##### EXTRACTED MATERIAL #####
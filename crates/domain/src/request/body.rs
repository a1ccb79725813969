//! HTTP Request body types

use serde::{Deserialize, Serialize};

use crate::error::{DomainError, DomainResult};

/// The kind of request body.
#[derive(Debug, Clone, PartialEq, Eq, Serialize, Deserialize, Default)]
#[serde(tag = "type", rename_all = "snake_case")]
pub enum RequestBodyKind {
    /// No body
    #[default]
    None,
    /// Raw text/JSON body
    Raw {
        /// The content type (e.g., "application/json", "text/plain")
        content_type: String,
    },
}

/// HTTP request body with content and type information.
#[derive(Debug, Clone, PartialEq, Eq, Serialize, Deserialize, Default)]
pub struct RequestBody {
    /// The kind of body
    pub kind: RequestBodyKind,
    /// The body content as a string
    #[serde(default)]
    pub content: String,
}

impl RequestBody {
    /// Creates an empty body.
    #[must_use]
    pub const fn none() -> Self {
        Self {
            kind: RequestBodyKind::None,
            content: String::new(),
        }
    }

    /// Creates a JSON body from already serialized content.
    #[must_use]
    pub fn json(content: impl Into<String>) -> Self {
        Self {
            kind: RequestBodyKind::Raw {
                content_type: "application/json".to_string(),
            },
            content: content.into(),
        }
    }

    /// Serializes `value` into a JSON body.
    ///
    /// # Errors
    ///
    /// Returns `DomainError::InvalidBody` if the value cannot be serialized.
    pub fn json_from<T: Serialize>(value: &T) -> DomainResult<Self> {
        serde_json::to_string(value)
            .map(Self::json)
            .map_err(|e| DomainError::InvalidBody(e.to_string()))
    }

    /// Returns whether the body is empty or none.
    #[must_use]
    #[allow(clippy::missing_const_for_fn)] // String::is_empty is not const
    pub fn is_empty(&self) -> bool {
        matches!(self.kind, RequestBodyKind::None) || self.content.is_empty()
    }

    /// Returns the content type if applicable.
    #[must_use]
    pub fn content_type(&self) -> Option<&str> {
        match &self.kind {
            RequestBodyKind::None => None,
            RequestBodyKind::Raw { content_type } => Some(content_type),
        }
    }
}

#[cfg(test)]
#[allow(clippy::unwrap_used)]
mod tests {
    use super::*;
    use pretty_assertions::assert_eq;

    #[test]
    fn test_json_body() {
        let body = RequestBody::json(r#"{"key": "value"}"#);
        assert_eq!(body.content_type(), Some("application/json"));
        assert!(!body.is_empty());
    }

    #[test]
    fn test_empty_body() {
        let body = RequestBody::none();
        assert!(body.is_empty());
        assert_eq!(body.content_type(), None);
    }

    #[test]
    fn test_json_from_serializable() {
        let body = RequestBody::json_from(&serde_json::json!({"name": "x"})).unwrap();
        assert_eq!(body.content, r#"{"name":"x"}"#);
        assert_eq!(body.content_type(), Some("application/json"));
    }
}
#####
# ACTION ITEM:
All of the records above are to be repeated exactly.

# RESULT OF THIS EXERCISE:
filename crates/domain/src/request/body.rs
repository a1ccb79725813969
//! HTTP Request body types

use serde::{Deserialize, Serialize};

use crate::error::{DomainError, DomainResult};

/// The kind of request body.
#[derive(Debug, Clone, PartialEq, Eq, Serialize, Deserialize, Default)]
#[serde(tag = "type", rename_all = "snake_case")]
pub enum RequestBodyKind {
    /// No body
    #[default]
    None,
    /// Raw text/JSON body
    Raw {
        /// The content type (e.g., "application/json", "text/plain")
        content_type: String,
    },
}

/// HTTP request body with content and type information.
#[derive(Debug, Clone, PartialEq, Eq, Serialize, Deserialize, Default)]
pub struct RequestBody {
    /// The kind of body
    pub kind: RequestBodyKind,
    /// The body content as a string
    #[serde(default)]
    pub content: String,
}

impl RequestBody {
    /// Creates an empty body.
    #[must_use]
    pub const fn none() -> Self {
        Self {
            kind: RequestBodyKind::None,
            content: String::new(),
        }
    }

    /// Creates a JSON body from already serialized content.
    #[must_use]
    pub fn json(content: impl Into<String>) -> Self {
        Self {
            kind: RequestBodyKind::Raw {
                content_type: "application/json".to_string(),
            },
            content: content.into(),
        }
    }

    /// Serializes `value` into a JSON body.
    ///
    /// # Errors
    ///
    /// Returns `DomainError::InvalidBody` if the value cannot be serialized.
    pub fn json_from<T: Serialize>(value: &T) -> DomainResult<Self> {
        serde_json::to_string(value)
            .map(Self::json)
            .map_err(|e| DomainError::InvalidBody(e.to_string()))
    }

    /// Returns whether the body is empty or none.
    #[must_use]
    #[allow(clippy::missing_const_for_fn)] // String::is_empty is not const
    pub fn is_empty(&self) -> bool {
        matches!(self.kind, RequestBodyKind::None) || self.content.is_empty()
    }

    /// Returns the content type if applicable.
    #[must_use]
    pub fn content_type(&self) -> Option<&str> {
        match &self.kind {
            RequestBodyKind::None => None,
            RequestBodyKind::Raw { content_type } => Some(content_type),
        }
    }
}

#[cfg(test)]
#[allow(clippy::unwrap_used)]
mod tests {
    use super::*;
    use pretty_assertions::assert_eq;

    #[test]
    fn test_json_body() {
        let body = RequestBody::json(r#"{"key": "value"}"#);
        assert_eq!(body.content_type(), Some("application/json"));
        assert!(!body.is_empty());
    }

    #[test]
    fn test_empty_body() {
        let body = RequestBody::none();
        assert!(body.is_empty());
        assert_eq!(body.content_type(), None);
    }

    #[test]
    fn test_json_from_serializable() {
        let body = RequestBody::json_from(&serde_json::json!({"name": "x"})).unwrap();
        assert_eq!(body.content, r#"{"name":"x"}"#);
        assert_eq!(body.content_type(), Some("application/json"));
    }
}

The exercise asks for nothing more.